What Are Transosteal Implants?

For individuals who have lost teeth in some way-whether they are in their 30s or 60s-dental implants go a long way toward rebuilding any lost confidence by installing safe replacements. These implants, made with titanium, are inserted beneath gum tissue and into the jaw bone, providing artificial teeth with an anchor.

The dental implant market, consisting of subperiosteal, endosteal, and transosteal implants, has been growing globally, in part due to the elderly population increasing with every new year. Interestingly, of these dental implant types, transosteal implants have become largely unpopular in the U.S., and it’s crucial for potential implant candidates that they know why.

How They Work

Transosteal implants are only inserted into the lower jaw, with a U-shaped metal frame or pins being placed through the alveolar socket as well as the bone. This is followed by the teeth being positioned on top.

If metal pins are utilized, they’re stabilized using a metal plate that is located on the jaw’s base, creating the U-shape required for stability. The name “transosteal,” which literally means “through the bone,” differentiates this implant from endosteal (inserted within bone) and subperiosteal (on top of bone).

Why Transosteal Implants Are Unpopular

Being introduced initially in 1953, two models for the metal plate-based transosteal implants were available. However, since their introduction, it’s been discovered that transosteal implants are less successful in the long run and produce too many complications, which is why most dentists no longer recommend them. Implants are judged by an implant success rate, which is based on specific criteria for an implant’s performance:

· Implant does not move more than one millimeter.

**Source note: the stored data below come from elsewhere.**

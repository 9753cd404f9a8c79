//! Descriptive statistics over timing samples.
//!
//! All functions are pure. Ill-formed input is rejected with a
//! [`StatsError`] instead of producing NaN.

use crate::error::StatsError;

/// z-value for a two-sided 95% normal interval.
pub const Z_95: f64 = 1.96;

/// Arithmetic mean.
pub fn mean(xs: &[f64]) -> Result<f64, StatsError> {
    if xs.is_empty() {
        return Err(StatsError::EmptyInput { operation: "mean" });
    }
    Ok(xs.iter().sum::<f64>() / xs.len() as f64)
}

/// Median; averages the two middle values for even lengths.
///
/// Sorts a copy, the caller's buffer is left untouched.
pub fn median(xs: &[f64]) -> Result<f64, StatsError> {
    if xs.is_empty() {
        return Err(StatsError::EmptyInput { operation: "median" });
    }
    let mut sorted = xs.to_vec();
    sorted.sort_by(|a, b| a.total_cmp(b));
    Ok(median_sorted(&sorted))
}

/// Median of an already ascending, non-empty slice.
pub(crate) fn median_sorted(sorted: &[f64]) -> f64 {
    let mid = sorted.len() / 2;
    if sorted.len() % 2 == 0 {
        (sorted[mid - 1] + sorted[mid]) / 2.0
    } else {
        sorted[mid]
    }
}

/// Bessel-corrected sample variance (divides by `n - 1`).
///
/// # Errors
///
/// Requires at least two values; a single observation has no sample
/// variance and is reported as `InsufficientData` rather than 0.
pub fn sample_variance(xs: &[f64]) -> Result<f64, StatsError> {
    if xs.len() < 2 {
        return Err(StatsError::InsufficientData {
            operation: "sample_variance",
            required: 2,
            actual: xs.len(),
        });
    }
    let m = mean(xs)?;
    let ss: f64 = xs.iter().map(|x| (x - m).powi(2)).sum();
    Ok(ss / (xs.len() - 1) as f64)
}

/// Square root of [`sample_variance`]. Same precondition.
pub fn sample_standard_deviation(xs: &[f64]) -> Result<f64, StatsError> {
    sample_variance(xs).map(f64::sqrt)
}

/// Percentile by linear interpolation between order statistics.
///
/// Uses the fractional rank `p / 100 * (n - 1)`, so `p = 0` is the minimum,
/// `p = 100` the maximum and `p = 50` the median. `sorted` must already be
/// ascending.
pub fn percentile(sorted: &[f64], p: f64) -> Result<f64, StatsError> {
    if sorted.is_empty() {
        return Err(StatsError::EmptyInput { operation: "percentile" });
    }
    if !(0.0..=100.0).contains(&p) {
        return Err(StatsError::invalid(
            "percentile",
            format!("p must be within [0, 100], got {}", p),
        ));
    }

    let rank = p / 100.0 * (sorted.len() - 1) as f64;
    let lower = rank.floor() as usize;
    let upper = rank.ceil() as usize;
    if lower == upper {
        return Ok(sorted[lower]);
    }
    let frac = rank - lower as f64;
    Ok(sorted[lower] + frac * (sorted[upper] - sorted[lower]))
}

/// Half-width of the 95% confidence interval of the mean.
///
/// Normal approximation with a fixed z of 1.96 rather than a Student-t
/// quantile; slightly narrow below ~30 samples.
pub fn margin_of_error(stddev: f64, n: usize) -> Result<f64, StatsError> {
    if n == 0 {
        return Err(StatsError::EmptyInput {
            operation: "margin_of_error",
        });
    }
    if !stddev.is_finite() || stddev < 0.0 {
        return Err(StatsError::invalid(
            "margin_of_error",
            format!("stddev must be finite and non-negative, got {}", stddev),
        ));
    }
    Ok(Z_95 * stddev / (n as f64).sqrt())
}

/// Margin of error relative to the mean.
pub fn relative_margin_of_error(mean: f64, stddev: f64, n: usize) -> Result<f64, StatsError> {
    if mean == 0.0 || !mean.is_finite() {
        return Err(StatsError::invalid(
            "relative_margin_of_error",
            format!("mean must be finite and non-zero, got {}", mean),
        ));
    }
    Ok(margin_of_error(stddev, n)? / mean)
}

/// Standard error of the mean.
pub fn standard_error(stddev: f64, n: usize) -> Result<f64, StatsError> {
    if n == 0 {
        return Err(StatsError::EmptyInput {
            operation: "standard_error",
        });
    }
    Ok(stddev / (n as f64).sqrt())
}
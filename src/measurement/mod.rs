//! Measurement infrastructure for benchmark runs.
//!
//! This module provides:
//! - The [`Routine`] abstraction over synchronous and asynchronous work
//! - Wall-clock batch timing with a measured clock resolution
//! - IQR-based outlier filtering
//!
//! # Timing model
//!
//! A single invocation of a fast routine can be shorter than the clock
//! resolution, so invocations are timed in batches of `inner` back-to-back
//! calls and each sample is `batch_elapsed / inner`. The batch size is
//! calibrated once per run by doubling until a batch takes at least
//! `time_threshold_ms` and spans [`MIN_BATCH_TICKS`] steps of the measured
//! clock resolution.

mod outlier;
mod routine;
mod timer;

pub use outlier::{filter_outliers, OutlierStats, IQR_MULTIPLIER};
pub use routine::{from_async_fn, from_fn, infallible, FromAsyncFn, FromFn, InfallibleFn, Routine};
pub use timer::{black_box, duration_ms, Timer, MIN_BATCH_TICKS};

· Patient lost less than 30 percent of the bone’s height.

· No indications exist of damage or infection to other teeth or surrounding tissue.

· Implant works well for at least five years.

Some of the complications patients can experience with transosteal implants include implant site infection, gingival hyperplasia, and losing the crestal bone, which supports teeth. As well, the process causes patients a good deal of pain and could result in scarring on the area operated upon.

Current Patients

For patients who currently have transosteal implants, they should seek out a professional evaluation of their implant’s success. If those patients have no issues, the best course of action is to work toward or continue maintaining a strong oral health care routine, which should include brushing twice daily, flossing once per a day, and even using an ADA approved mouthwash for extra protection against bacteria and plaque.